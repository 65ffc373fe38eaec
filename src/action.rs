//! Action invocation.
//!
//! Runs the configured command through the shell when the machine is idle.

use async_trait::async_trait;
use std::process::Stdio;
use std::sync::atomic::AtomicU32;
use std::sync::atomic::Ordering;
use std::time::Duration;
use thiserror::Error;
use tokio::process::Command;
use tracing::debug;
use tracing::error;
use tracing::info;
use tracing::trace;
use tracing::warn;

/// Shell used to interpret the action string.
const SHELL: &str = "/bin/sh";

/// Log every Nth failure after the initial burst.
const ERROR_LOG_RATE_LIMIT: u32 = 10;

/// Errors invoking the action.
#[derive(Error, Debug)]
pub enum ActionError {
    #[error("Failed to spawn action: {0}")]
    Spawn(#[source] std::io::Error),

    #[error("Action exited with code {code:?}: {stderr}")]
    Failed { code: Option<i32>, stderr: String },

    #[error("Action did not finish within {0:?}")]
    TimedOut(Duration),
}

/// Something that can carry out the configured action.
#[async_trait]
pub trait ActionSink: Send + Sync {
    async fn invoke(&self, action: &str) -> Result<(), ActionError>;
}

/// Runs the action with `/bin/sh -c`.
#[derive(Debug, Default)]
pub struct ShellAction {
    /// Log commands instead of executing them.
    dry_run: bool,

    /// Failures so far, for rate-limited logging.
    failures: AtomicU32,
}

impl ShellAction {
    pub fn new(dry_run: bool) -> Self {
        Self {
            dry_run,
            failures: AtomicU32::new(0),
        }
    }

    pub fn is_dry_run(&self) -> bool {
        self.dry_run
    }

    fn report_failure(&self, code: Option<i32>, stderr: &str) {
        let count = self.failures.fetch_add(1, Ordering::Relaxed);
        if count < 5 || count % ERROR_LOG_RATE_LIMIT == 0 {
            error!("Action failed (exit code {:?}): {}", code, stderr);
            if count == 5 {
                warn!(
                    "Rate-limiting action error logs (showing every {}th error)",
                    ERROR_LOG_RATE_LIMIT
                );
            }
        }
    }
}

#[async_trait]
impl ActionSink for ShellAction {
    async fn invoke(&self, action: &str) -> Result<(), ActionError> {
        if self.dry_run {
            info!("[DRY RUN] Would execute: {} -c {:?}", SHELL, action);
            return Ok(());
        }

        debug!("Executing: {} -c {:?}", SHELL, action);

        let output = Command::new(SHELL)
            .arg("-c")
            .arg(action)
            .stdin(Stdio::null())
            .stdout(Stdio::piped())
            .stderr(Stdio::piped())
            .kill_on_drop(true)
            .spawn()
            .map_err(ActionError::Spawn)?
            .wait_with_output()
            .await
            .map_err(ActionError::Spawn)?;

        if output.status.success() {
            trace!("Action succeeded");
            Ok(())
        } else {
            let stderr = String::from_utf8_lossy(&output.stderr).trim().to_string();
            self.report_failure(output.status.code(), &stderr);
            Err(ActionError::Failed {
                code: output.status.code(),
                stderr,
            })
        }
    }
}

============

- **ASSIGNMENT**: Search the entries for "Result" and copy out each line that has it.

- **PROBLEM SOLUTION**:
    async fn invoke(&self, action: &str) -> Result<(), ActionError>;
    async fn invoke(&self, action: &str) -> Result<(), ActionError> {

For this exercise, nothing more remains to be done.